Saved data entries
--
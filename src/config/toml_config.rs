use crate::core::workdays::{WorkdaysConfiguration, DAY_NAMES};
use crate::domain::model::DayBoundaries;
use crate::domain::ports::ScheduleProvider;
use crate::utils::error::{DueDateError, Result};
use crate::utils::validation::{validate_required_field, Validate};
use regex::Regex;
use serde::{Deserialize, Serialize};
use std::path::Path;
use std::sync::LazyLock;

pub const DEFAULT_CONFIG_PATH: &str = "config/workdays.toml";

static ENV_VAR: LazyLock<Regex> =
    LazyLock::new(|| Regex::new(r"\$\{([^}]+)\}").expect("env var pattern compiles"));

/// Workdays configuration file.
///
/// ```toml
/// [working_hours]
/// monday = ["08:00", "16:00"]
/// saturday = []
/// ```
#[derive(Debug, Clone, Default, Serialize, Deserialize)]
pub struct TomlConfig {
    pub working_hours: Option<WorkingHoursConfig>,
}

/// `[start, end]` per weekday. An omitted day or an empty array is a day off.
#[derive(Debug, Clone, Default, Serialize, Deserialize)]
#[serde(deny_unknown_fields)]
pub struct WorkingHoursConfig {
    pub monday: Option<Vec<String>>,
    pub tuesday: Option<Vec<String>>,
    pub wednesday: Option<Vec<String>>,
    pub thursday: Option<Vec<String>>,
    pub friday: Option<Vec<String>>,
    pub saturday: Option<Vec<String>>,
    pub sunday: Option<Vec<String>>,
}

impl WorkingHoursConfig {
    fn days(&self) -> [&Option<Vec<String>>; 7] {
        [
            &self.monday,
            &self.tuesday,
            &self.wednesday,
            &self.thursday,
            &self.friday,
            &self.saturday,
            &self.sunday,
        ]
    }
}

impl TomlConfig {
    /// 從 TOML 檔案載入配置
    pub fn from_file<P: AsRef<Path>>(path: P) -> Result<Self> {
        tracing::debug!(path = %path.as_ref().display(), "Reading workdays configuration");
        let content = std::fs::read_to_string(&path).map_err(DueDateError::IoError)?;
        Self::from_toml_str(&content)
    }

    /// 從 TOML 字串解析配置
    pub fn from_toml_str(content: &str) -> Result<Self> {
        let processed_content = Self::substitute_env_vars(content);

        toml::from_str(&processed_content).map_err(|e| DueDateError::ConfigValidationError {
            field: "toml_parsing".to_string(),
            message: format!("TOML parsing error: {}", e),
        })
    }

    /// 替換環境變數 (例如 ${WORK_START})；未設定的變數保持原樣
    fn substitute_env_vars(content: &str) -> String {
        ENV_VAR
            .replace_all(content, |caps: &regex::Captures| {
                let var_name = &caps[1];
                std::env::var(var_name).unwrap_or_else(|_| format!("${{{}}}", var_name))
            })
            .into_owned()
    }

    pub fn workdays_configuration(&self) -> Result<WorkdaysConfiguration> {
        WorkdaysConfiguration::from_provider(self)
    }

    /// 驗證配置的合理性
    pub fn validate_config(&self) -> Result<()> {
        self.workdays_configuration().map(|_| ())
    }
}

fn day_boundaries(day: &str, values: &[String]) -> Result<Option<DayBoundaries>> {
    match values {
        [] => Ok(None),
        [start] => Ok(Some(DayBoundaries {
            start: Some(start.clone()),
            end: None,
        })),
        [start, end] => Ok(Some(DayBoundaries::new(start.as_str(), end.as_str()))),
        _ => Err(DueDateError::invalid_configuration(
            format!("working_hours.{day}"),
            values.join(", "),
            "Expected [start, end]",
        )),
    }
}

impl ScheduleProvider for TomlConfig {
    fn working_hours(&self) -> Result<Vec<Option<DayBoundaries>>> {
        let working_hours = validate_required_field("working_hours", &self.working_hours)?;

        working_hours
            .days()
            .into_iter()
            .zip(DAY_NAMES)
            .map(|(values, day)| match values {
                Some(values) => day_boundaries(day, values),
                None => Ok(None),
            })
            .collect()
    }
}

impl Validate for TomlConfig {
    fn validate(&self) -> Result<()> {
        self.validate_config()
    }
}
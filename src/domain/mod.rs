// Domain layer: input values and the ports that supply them. No I/O here.

pub mod model;
pub mod ports;
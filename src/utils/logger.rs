use tracing_subscriber::{layer::SubscriberExt, util::SubscriberInitExt, EnvFilter};

fn default_filter(verbose: bool) -> EnvFilter {
    let fallback = if verbose { "due_date=debug,info" } else { "due_date=info" };
    EnvFilter::try_from_default_env().unwrap_or_else(|_| EnvFilter::new(fallback))
}

pub fn init_cli_logger(verbose: bool) {
    tracing_subscriber::registry()
        .with(default_filter(verbose))
        .with(
            tracing_subscriber::fmt::layer()
                .with_writer(std::io::stderr)
                .with_target(false)
                .with_thread_ids(false)
                .with_file(false)
                .with_line_number(false)
                .compact(),
        )
        .init();
}

/// Machine-readable variant, used with `--log-json`.
pub fn init_json_logger(verbose: bool) {
    tracing_subscriber::registry()
        .with(default_filter(verbose))
        .with(
            tracing_subscriber::fmt::layer()
                .with_writer(std::io::stderr)
                .with_target(false)
                .with_thread_ids(false)
                .with_file(false)
                .with_line_number(false)
                .json(),
        )
        .init();
}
--
• TASK TO COMPLETE
Retype every entry, keeping each character as it was.

• RESPONSE BELOW
filename src/config/toml_config.rs
use crate::core::workdays::{WorkdaysConfiguration, DAY_NAMES};
use crate::domain::model::DayBoundaries;
use crate::domain::ports::ScheduleProvider;
use crate::utils::error::{DueDateError, Result};
use crate::utils::validation::{validate_required_field, Validate};
use regex::Regex;
use serde::{Deserialize, Serialize};
use std::path::Path;
use std::sync::LazyLock;

pub const DEFAULT_CONFIG_PATH: &str = "config/workdays.toml";

static ENV_VAR: LazyLock<Regex> =
    LazyLock::new(|| Regex::new(r"\$\{([^}]+)\}").expect("env var pattern compiles"));

/// Workdays configuration file.
///
/// ```toml
/// [working_hours]
/// monday = ["08:00", "16:00"]
/// saturday = []
/// ```
#[derive(Debug, Clone, Default, Serialize, Deserialize)]
pub struct TomlConfig {
    pub working_hours: Option<WorkingHoursConfig>,
}

/// `[start, end]` per weekday. An omitted day or an empty array is a day off.
#[derive(Debug, Clone, Default, Serialize, Deserialize)]
#[serde(deny_unknown_fields)]
pub struct WorkingHoursConfig {
    pub monday: Option<Vec<String>>,
    pub tuesday: Option<Vec<String>>,
    pub wednesday: Option<Vec<String>>,
    pub thursday: Option<Vec<String>>,
    pub friday: Option<Vec<String>>,
    pub saturday: Option<Vec<String>>,
    pub sunday: Option<Vec<String>>,
}

impl WorkingHoursConfig {
    fn days(&self) -> [&Option<Vec<String>>; 7] {
        [
            &self.monday,
            &self.tuesday,
            &self.wednesday,
            &self.thursday,
            &self.friday,
            &self.saturday,
            &self.sunday,
        ]
    }
}

impl TomlConfig {
    /// 從 TOML 檔案載入配置
    pub fn from_file<P: AsRef<Path>>(path: P) -> Result<Self> {
        tracing::debug!(path = %path.as_ref().display(), "Reading workdays configuration");
        let content = std::fs::read_to_string(&path).map_err(DueDateError::IoError)?;
        Self::from_toml_str(&content)
    }

    /// 從 TOML 字串解析配置
    pub fn from_toml_str(content: &str) -> Result<Self> {
        let processed_content = Self::substitute_env_vars(content);

        toml::from_str(&processed_content).map_err(|e| DueDateError::ConfigValidationError {
            field: "toml_parsing".to_string(),
            message: format!("TOML parsing error: {}", e),
        })
    }

    /// 替換環境變數 (例如 ${WORK_START})；未設定的變數保持原樣
    fn substitute_env_vars(content: &str) -> String {
        ENV_VAR
            .replace_all(content, |caps: &regex::Captures| {
                let var_name = &caps[1];
                std::env::var(var_name).unwrap_or_else(|_| format!("${{{}}}", var_name))
            })
            .into_owned()
    }

    pub fn workdays_configuration(&self) -> Result<WorkdaysConfiguration> {
        WorkdaysConfiguration::from_provider(self)
    }

    /// 驗證配置的合理性
    pub fn validate_config(&self) -> Result<()> {
        self.workdays_configuration().map(|_| ())
    }
}

fn day_boundaries(day: &str, values: &[String]) -> Result<Option<DayBoundaries>> {
    match values {
        [] => Ok(None),
        [start] => Ok(Some(DayBoundaries {
            start: Some(start.clone()),
            end: None,
        })),
        [start, end] => Ok(Some(DayBoundaries::new(start.as_str(), end.as_str()))),
        _ => Err(DueDateError::invalid_configuration(
            format!("working_hours.{day}"),
            values.join(", "),
            "Expected [start, end]",
        )),
    }
}

impl ScheduleProvider for TomlConfig {
    fn working_hours(&self) -> Result<Vec<Option<DayBoundaries>>> {
        let working_hours = validate_required_field("working_hours", &self.working_hours)?;

        working_hours
            .days()
            .into_iter()
            .zip(DAY_NAMES)
            .map(|(values, day)| match values {
                Some(values) => day_boundaries(day, values),
                None => Ok(None),
            })
            .collect()
    }
}

impl Validate for TomlConfig {
    fn validate(&self) -> Result<()> {
        self.validate_config()
    }
}
filename src/domain/mod.rs
// Domain layer: input values and the ports that supply them. No I/O here.

pub mod model;
pub mod ports;
filename src/utils/logger.rs
use tracing_subscriber::{layer::SubscriberExt, util::SubscriberInitExt, EnvFilter};

fn default_filter(verbose: bool) -> EnvFilter {
    let fallback = if verbose { "due_date=debug,info" } else { "due_date=info" };
    EnvFilter::try_from_default_env().unwrap_or_else(|_| EnvFilter::new(fallback))
}

pub fn init_cli_logger(verbose: bool) {
    tracing_subscriber::registry()
        .with(default_filter(verbose))
        .with(
            tracing_subscriber::fmt::layer()
                .with_writer(std::io::stderr)
                .with_target(false)
                .with_thread_ids(false)
                .with_file(false)
                .with_line_number(false)
                .compact(),
        )
        .init();
}

/// Machine-readable variant, used with `--log-json`.
pub fn init_json_logger(verbose: bool) {
    tracing_subscriber::registry()
        .with(default_filter(verbose))
        .with(
            tracing_subscriber::fmt::layer()
                .with_writer(std::io::stderr)
                .with_target(false)
                .with_thread_ids(false)
                .with_file(false)
                .with_line_number(false)
                .json(),
        )
        .init();
}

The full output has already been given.